I want to write a function that uses SVD decomposition to solve a system of equations ax=b, where a is a square matrix and b is a vector of values. The scipy function scipy.linalg.svd() should turn a into the matrices U W V. For U and V, I can simply take the transpose of to find their inverse. But for W the function gives me a 1-D array of values that I need to put down the diagonal of a matrix and then enter one over the value.

def solveSVD(a,b):

    U,s,V=sp.svd(a,compute_uv=True)

    Ui=np.transpose(a)
    Vi=np.transpose(V)

    W=np.diag(s)

    Wi=np.empty(np.shape(W)[0],np.shape(W)[1])
    for i in range(np.shape(Wi)[0]):
        if W[i,i]!=0:
            Wi[i,i]=1/W[i,i]
    
    ai=np.matmul(Ui,np.matmul(Wi,Vi))
    x=np.matmul(ai,b)

    return(x)

However, I get a "TypeError: data type not understood" error. I think part of the issue is that

W=np.diag(s) 

is not producing a square diagonal matrix.
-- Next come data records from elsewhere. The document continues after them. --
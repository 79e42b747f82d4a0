//! Delivery stop type.

use serde::{Deserialize, Serialize};

use super::Coordinate;

fn default_weight() -> f64 {
    1.0
}

/// A client delivery location with a demand weight.
///
/// Stops are supplied by the caller and are never modified by the optimizer.
/// Records without a `weight` field deserialize with weight 1.
///
/// # Examples
///
/// ```
/// use fleet_routing::models::{Coordinate, Stop};
///
/// let s = Stop::new(1, Coordinate::new(9.93, -84.085), 5.0).with_name("Cliente A");
/// assert_eq!(s.id(), 1);
/// assert_eq!(s.weight(), 5.0);
/// assert_eq!(s.name(), "Cliente A");
/// ```
#[derive(Debug, Clone, PartialEq, Serialize, Deserialize)]
pub struct Stop {
    id: u64,
    #[serde(flatten)]
    coordinate: Coordinate,
    #[serde(default)]
    name: String,
    #[serde(default = "default_weight")]
    weight: f64,
    #[serde(default, skip_serializing_if = "Option::is_none")]
    address: Option<String>,
}

impl Stop {
    /// Creates an unnamed stop.
    pub fn new(id: u64, coordinate: Coordinate, weight: f64) -> Self {
        Self {
            id,
            coordinate,
            name: String::new(),
            weight,
            address: None,
        }
    }

    /// Sets the display name.
    pub fn with_name(mut self, name: impl Into<String>) -> Self {
        self.name = name.into();
        self
    }

    /// Sets a free-text street address.
    pub fn with_address(mut self, address: impl Into<String>) -> Self {
        self.address = Some(address.into());
        self
    }

    /// Stop identifier, unique within a request.
    pub fn id(&self) -> u64 {
        self.id
    }

    /// Delivery location.
    pub fn coordinate(&self) -> Coordinate {
        self.coordinate
    }

    /// Display name.
    pub fn name(&self) -> &str {
        &self.name
    }

    /// Demand units consumed from the vehicle's capacity.
    pub fn weight(&self) -> f64 {
        self.weight
    }

    /// Street address, if provided.
    pub fn address(&self) -> Option<&str> {
        self.address.as_deref()
    }
}
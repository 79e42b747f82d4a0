//! Nearest-neighbor tour construction.
//!
//! Builds a single tour greedily: starting from the depot, always visit the
//! nearest unvisited location.
//!
//! # Complexity
//!
//! O(n²) where n = number of locations in the tour.

use crate::distance::DistanceMatrix;

/// Orders `candidates` into a tour using the nearest-neighbor heuristic.
///
/// Starts at `depot` and repeatedly appends the unvisited candidate closest
/// to the current position. Equal distances go to the candidate that
/// appears first in `candidates`, so the result is deterministic. The depot
/// itself is not included in the returned tour.
///
/// # Arguments
///
/// * `candidates`: Matrix indices to visit (order only matters for ties)
/// * `depot`: Matrix index of the depot
/// * `distances`: Distance matrix
///
/// # Examples
///
/// ```
/// use fleet_routing::models::Coordinate;
/// use fleet_routing::distance::DistanceMatrix;
/// use fleet_routing::constructive::nearest_neighbor_tour;
///
/// let dm = DistanceMatrix::from_locations(&[
///     Coordinate::new(0.0, 0.0),
///     Coordinate::new(0.0, 0.3),
///     Coordinate::new(0.0, 0.1),
///     Coordinate::new(0.0, 0.2),
/// ]);
/// assert_eq!(nearest_neighbor_tour(&[1, 2, 3], 0, &dm), vec![2, 3, 1]);
/// ```
pub fn nearest_neighbor_tour(
    candidates: &[usize],
    depot: usize,
    distances: &DistanceMatrix,
) -> Vec<usize> {
    let mut unvisited = candidates.to_vec();
    let mut tour = Vec::with_capacity(unvisited.len());
    let mut current = depot;

    while let Some(next) = distances.nearest_neighbor(current, &unvisited) {
        // `nearest_neighbor` keeps the first of equal minima; remove that one.
        if let Some(pos) = unvisited.iter().position(|&c| c == next) {
            unvisited.remove(pos);
        }
        tour.push(next);
        current = next;
    }

    tour
}

#[cfg(test)]
mod tests {
    use super::*;
    use crate::models::Coordinate;

    #[test]
    fn test_nn_empty() {
        let dm = DistanceMatrix::from_locations(&[Coordinate::new(0.0, 0.0)]);
        assert!(nearest_neighbor_tour(&[], 0, &dm).is_empty());
    }

    #[test]
    fn test_nn_single() {
        let dm = DistanceMatrix::from_locations(&[
            Coordinate::new(0.0, 0.0),
            Coordinate::new(1.0, 0.0),
        ]);
        assert_eq!(nearest_neighbor_tour(&[1], 0, &dm), vec![1]);
    }

    #[test]
    fn test_nn_chooses_nearest() {
        let dm = DistanceMatrix::from_locations(&[
            Coordinate::new(0.0, 0.0),
            Coordinate::new(0.0, 1.0),  // far
            Coordinate::new(0.0, 0.01), // near
        ]);
        assert_eq!(nearest_neighbor_tour(&[1, 2], 0, &dm), vec![2, 1]);
    }

    #[test]
    fn test_nn_ties_follow_input_order() {
        // Two stops equidistant from the depot on opposite sides.
        let dm = DistanceMatrix::from_locations(&[
            Coordinate::new(0.0, 0.0),
            Coordinate::new(0.0, 0.1),
            Coordinate::new(0.0, -0.1),
        ]);
        assert_eq!(nearest_neighbor_tour(&[1, 2], 0, &dm), vec![1, 2]);
        assert_eq!(nearest_neighbor_tour(&[2, 1], 0, &dm), vec![2, 1]);
    }

    #[test]
    fn test_nn_duplicate_locations_are_distinct() {
        let dm = DistanceMatrix::from_locations(&[
            Coordinate::new(0.0, 0.0),
            Coordinate::new(0.0, 0.1),
            Coordinate::new(0.0, 0.1),
        ]);
        let tour = nearest_neighbor_tour(&[1, 2], 0, &dm);
        assert_eq!(tour, vec![1, 2]);
    }
}
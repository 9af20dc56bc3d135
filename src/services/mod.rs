pub mod chrome_surface;
pub mod locator;
pub mod resume_store;
pub mod run_log;
pub mod surface;

pub use chrome_surface::{ChromeProvider, ChromeSettings, ChromeSurface};
pub use locator::Locator;
pub use resume_store::ResumeStore;
pub use run_log::RunLog;
pub use surface::{Surface, SurfaceProvider};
This is my first time working with this library so apologies if I've done something very stupid, but I cannot work out why this line hasn't worked. Thanks all!

1
empty function takes a tuple, just use W.shape, and moreover your function does not solve linear system correctlyYacola
@Yacola Thanks for the help with tuple, can you expand on why my function won't solve LSs correctly?Eli Rees
Sorry, but I am not sure how were you willing to solve this with your implementation... Is Ui=np.transpose(a) or more like Ui=np.transpose(U), also the for loop could just be replace by Wi=np.diag(1/s)? Check the comments in my code to help you understand what the function is doing.Yacola

1 Answers

5
votes

To be short, using singular value decomposition let you replace your initial problem which is A x = b by U diag(s) Vh x = b. Using a bit of algebra on the latter, give you the following 3 steps function which is really easy to read :

import numpy as np
from scipy.linalg import svd

def solve_svd(A,b):
    # compute svd of A
    U,s,Vh = svd(A)

    # U diag(s) Vh x = b <=> diag(s) Vh x = U.T b = c
    c = np.dot(U.T,b)
    # diag(s) Vh x = c <=> Vh x = diag(1/s) c = w (trivial inversion of a diagonal matrix)
    w = np.dot(np.diag(1/s),c)
    # Vh x = w <=> x = Vh.H w (where .H stands for hermitian = conjugate transpose)
    x = np.dot(Vh.conj().T,w)
    return x

Now, let's test it with

A = np.random.random((100,100))
b = np.random.random((100,1))

and compare it with LU decomposition of np.linalg.solve function

x_svd = solve_svd(A,b)
x_lu = np.linalg.solve(A,b)

which gives

np.allclose(x_lu,x_svd)
>>> True

Please, feel free to ask more explanations in comments if needed. Hope this helps.